Machine learning technique helps distinguish between healthy and cancerous tissue

By Judy Siegel-Itzkovich

A group of researchers at the University of Texas Southwestern Medical Center in Dallas Texas, which is part of the iReceptor Plus Project, have published an article in the prestigious journal Cancer Research. The article focuses on using a machine- learning approach that can differentiate between normal and cancerous tissue by looking at the immune repertoire.

The title of the main article was “Biophysicochemical Motifs in T-cell Receptor Sequences Distinguish Repertoires from Tumor-Infiltrating Lymphocyte and Adjacent Healthy Tissue,” and the researchers were Jared OstmeyerScott ChristleyInimary Toby, and Lindsay Cowell.

In addition, the journal published a research highlight article that discusses some of the significant results.
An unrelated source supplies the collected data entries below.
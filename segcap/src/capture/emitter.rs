use std::{
    collections::HashSet,
    fs,
    path::{Path, PathBuf},
};

use image::{ImageFormat, RgbImage};
use thiserror::Error;

use super::aggregator::MaskRecord;
use crate::{
    film::RawFrame,
    math::Bounds2,
    scene::{ObjectId, SceneObject},
    segcap_debug, segcap_info, segcap_warn,
};

pub const RAW_DIR: &str = "Raw_image";
pub const MASK_DIR: &str = "Binary_image";
const FILE_PREFIX: &str = "Cam_";

#[derive(Debug, Error)]
pub enum EmitError {
    #[error("Failed to create directory '{path}': {source}")]
    CreateDir {
        path: PathBuf,
        #[source]
        source: std::io::Error,
    },
    #[error("Failed to list '{path}': {source}")]
    ReadDir {
        path: PathBuf,
        #[source]
        source: std::io::Error,
    },
    #[error("Failed to write '{path}': {source}")]
    Write {
        path: PathBuf,
        #[source]
        source: image::ImageError,
    },
    #[error("No capture index left after {last}")]
    IndexExhausted { last: u64 },
}

/// Drops masks whose bounds aren't strictly wider and taller than `min_extent` pixels.
#[derive(Copy, Clone, Debug, PartialEq, Eq)]
pub struct MaskFilter {
    pub min_extent: u32,
}

impl Default for MaskFilter {
    fn default() -> Self {
        Self { min_extent: 30 }
    }
}

impl MaskFilter {
    pub fn new(min_extent: u32) -> Self {
        Self { min_extent }
    }

    pub fn passes(&self, record: &MaskRecord) -> bool {
        let span = record.span();
        span.x > self.min_extent && span.y > self.min_extent
    }
}

/// File locations under an output root
#[derive(Clone, Debug, PartialEq, Eq)]
pub struct OutputLayout {
    root: PathBuf,
}

impl OutputLayout {
    pub fn new(root: impl Into<PathBuf>) -> Self {
        Self { root: root.into() }
    }

    pub fn root(&self) -> &Path {
        &self.root
    }

    pub fn raw_dir(&self) -> PathBuf {
        self.root.join(RAW_DIR)
    }

    pub fn mask_dir(&self) -> PathBuf {
        self.root.join(MASK_DIR)
    }

    pub fn raw_path(&self, index: u64) -> PathBuf {
        self.raw_dir().join(format!("{}{}.png", FILE_PREFIX, index))
    }

    pub fn mask_path(&self, index: u64, display_name: &str) -> PathBuf {
        self.mask_dir().join(format!("{}{}_{}.png", FILE_PREFIX, index, display_name))
    }

    pub fn create_dirs(&self) -> Result<(), EmitError> {
        for path in [self.raw_dir(), self.mask_dir()] {
            fs::create_dir_all(&path).map_err(|source| EmitError::CreateDir { path, source })?;
        }
        Ok(())
    }

    /// Finds the largest index among the raw frames already written, 0 if there are none.
    pub fn recover_max_index(&self) -> Result<u64, EmitError> {
        let path = self.raw_dir();
        let entries = match fs::read_dir(&path) {
            Ok(entries) => entries,
            Err(e) if e.kind() == std::io::ErrorKind::NotFound => return Ok(0),
            Err(source) => return Err(EmitError::ReadDir { path, source }),
        };

        let mut max_index = 0;
        for entry in entries {
            let entry = entry.map_err(|source| EmitError::ReadDir {
                path: path.clone(),
                source,
            })?;
            if let Some(index) = entry.file_name().to_str().and_then(parse_raw_index) {
                max_index = max_index.max(index);
            }
        }
        Ok(max_index)
    }
}

/// Parses `index` from a `Cam_{index}.{ext}` file name.
pub fn parse_raw_index(file_name: &str) -> Option<u64> {
    let rest = file_name.strip_prefix(FILE_PREFIX)?;
    let (number, _ext) = rest.rsplit_once('.')?;
    number.parse().ok()
}

/// Hands out capture indices, continuing after whatever is already on disk.
#[derive(Debug)]
pub struct IndexAllocator {
    next: u64,
}

impl IndexAllocator {
    /// Creates a new `IndexAllocator` that continues after the raw frames in `layout`.
    pub fn recover(layout: &OutputLayout) -> Result<Self, EmitError> {
        let max_index = layout.recover_max_index()?;
        let next = max_index
            .checked_add(1)
            .ok_or(EmitError::IndexExhausted { last: max_index })?;
        Ok(Self::starting_at(next))
    }

    pub fn starting_at(next: u64) -> Self {
        Self { next: next.max(1) }
    }

    pub fn peek(&self) -> u64 {
        self.next
    }

    /// Hands out the next index. The last representable index is never handed out.
    pub fn allocate(&mut self) -> Result<u64, EmitError> {
        let index = self.next;
        self.next = index
            .checked_add(1)
            .ok_or(EmitError::IndexExhausted { last: index })?;
        Ok(index)
    }
}

#[derive(Clone, Debug, PartialEq)]
pub struct EmittedMask {
    pub object: ObjectId,
    pub display_name: String,
    pub path: PathBuf,
    pub bounds: Bounds2<u32>,
}

/// What a single capture wrote
#[derive(Clone, Debug, PartialEq)]
pub struct EmitReport {
    pub index: u64,
    pub raw_path: PathBuf,
    /// In the order the objects were first hit
    pub masks: Vec<EmittedMask>,
    /// Records that failed the [MaskFilter]
    pub discarded: usize,
}

/// Writes the raw frame and the masks that pass the filter.
#[derive(Clone, Debug)]
pub struct Emitter {
    layout: OutputLayout,
    filter: MaskFilter,
}

impl Emitter {
    pub fn new(layout: OutputLayout, filter: MaskFilter) -> Self {
        Self { layout, filter }
    }

    pub fn layout(&self) -> &OutputLayout {
        &self.layout
    }

    pub fn filter(&self) -> &MaskFilter {
        &self.filter
    }

    /// Writes `frame` and every passing record in `records` under capture `index`.
    ///
    /// `objects` is indexed by [ObjectId] and provides the names for the mask files.
    pub fn emit(
        &self,
        index: u64,
        frame: &RawFrame,
        records: &[MaskRecord],
        objects: &[SceneObject],
    ) -> Result<EmitReport, EmitError> {
        self.layout.create_dirs()?;

        let raw_path = self.layout.raw_path(index);
        write_png(&frame.to_image(), &raw_path)?;
        segcap_info!("Saved raw image to {}", raw_path.display());

        let mut masks = Vec::new();
        let mut discarded = 0;
        let mut written_names = HashSet::new();
        for record in records {
            let name = objects
                .get(record.object().index())
                .map_or_else(|| record.object().0.to_string(), SceneObject::display_name);

            if !self.filter.passes(record) {
                segcap_debug!(
                    "Cam_{}: discarded '{}' with span {:?}",
                    index,
                    name,
                    record.span()
                );
                discarded += 1;
                continue;
            }

            if !written_names.insert(name.clone()) {
                segcap_warn!(
                    "Cam_{}: more than one object is named '{}', the later mask overwrites",
                    index,
                    name
                );
            }

            let path = self.layout.mask_path(index, &name);
            write_png(&record.to_image(), &path)?;
            segcap_info!("Saved mask of '{}' to {}", name, path.display());

            masks.push(EmittedMask {
                object: record.object(),
                display_name: name,
                path,
                bounds: record.bounds(),
            });
        }

        Ok(EmitReport {
            index,
            raw_path,
            masks,
            discarded,
        })
    }
}

fn write_png(image: &RgbImage, path: &Path) -> Result<(), EmitError> {
    image
        .save_with_format(path, ImageFormat::Png)
        .map_err(|source| EmitError::Write {
            path: path.to_path_buf(),
            source,
        })
}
breast cancer tissue stained with hematoxylin and eosin
Breast cancer tissue stained with hematoxylin and eosin


Dr. Ostmeyer, a postdoctoral fellow at UTSW who works with Dr. Cowell, spoke in an interview in detail about his work on the research team.

Born in Joplin, Missouri to a journalist and a social worker, Ostmeyer studied physics and mathematics at the University of Arkansas, did his doctorate at the University of Chicago, and for the past three years has been doing research at the huge Texas academic medical center.

“The part of the immune system we care about is the adaptive immune system, which is composed of B and T cells; each cell type expresses a different immune receptor. There is a random process in the body in which an immune cell creates immune receptor genes with different properties,” he said. “It might bind to a flu virus or a protein expressing a cancer antigen. If you are lucky, you have the right one to bind to a disease antigen. We can now sequence large numbers of immune receptor genes from a patient.”

Ostmeyer explained that his team uses next-generation DNA sequencing techniques with “special tricks to sequence the regions that contain the immune receptor genes”. Because DNA sequencing keeps dropping in cost, it is now about $500 dollars per person, but the cost will continue to fall.

Once they sequenced all relevant genes, they obtained traces of the immune-response history. Then we interpret the results,” said Ostmeyer, who spends all his work time in front of a computer screen.

The UTSW team used an approach they developed for better and more quickly diagnosing multiple sclerosis and applied it to cancer – specifically colorectal and breast cancer. Immune repertoire deep sequencing allows comprehensive characterization of the antigen receptor–encoding genes in a lymphocyte population.

“We hypothesized that this method could enable a novel approach to diagnose disease by identifying antigen receptor sequence patterns associated with clinical phenotypes. In this study, we developed statistical classifiers of T-cell receptor repertoires that distinguish tumor tissue from patient-matched healthy tissue of the same organ,” the team wrote. “This study presents a novel computational approach to identify T-cell repertoire differences between normal and tumor tissue.”

“It was surprising that it worked, but we found an immune receptor pattern only present in tissue from colorectal tumor but not healthy colon tissue. We are also working on ovarian cancer but have not yet published the results. If these diseases are diagnosed early, which our technique may make possible, it is much more treatable,” Ostmeyer stressed.

“We’ve developed a way to relate immune receptors in the patient to disease states. We look for similar immune receptors in patients with the same disease and check that the similar ones are not found in patients without the disease.”

The iReceptor Plus Project, he continued, is important because it makes data available. “My job is interpreting the data. There are other datasets to diagnose viruses or any disease that has an immune response,” Ostmeyer concluded. “If the immune system is involved, there is an opportunity to see if there are immune receptors to diagnose the disease. The immune system is very rich with information. We study patient histories at the molecular level.”

Ostmeyer added that the methods the team developed to relate immune receptor sequences to a patient’s disease states are special in one very important way. “We have shown that when we get new patients, the patterns that we have found in the immune receptor sequences, which we use to identify a disease state, still hold true, albeit at a slightly lower level of performance. In other words, what we’ve found appears to be statistically significant.”

It’s “easy to trick yourself in my line of work. If you toss a coin four times, there are 2^4 = 16 possible outcomes. If we try 16 different models to predict the coin toss, one of those 16 models will predict the coin tosses. It doesn’t mean the model is statistically significant. The trick is to see if the model still works if you toss the coin four more times. That’s what we’ve done, and our predictions still work. With each paper, results get more exciting.”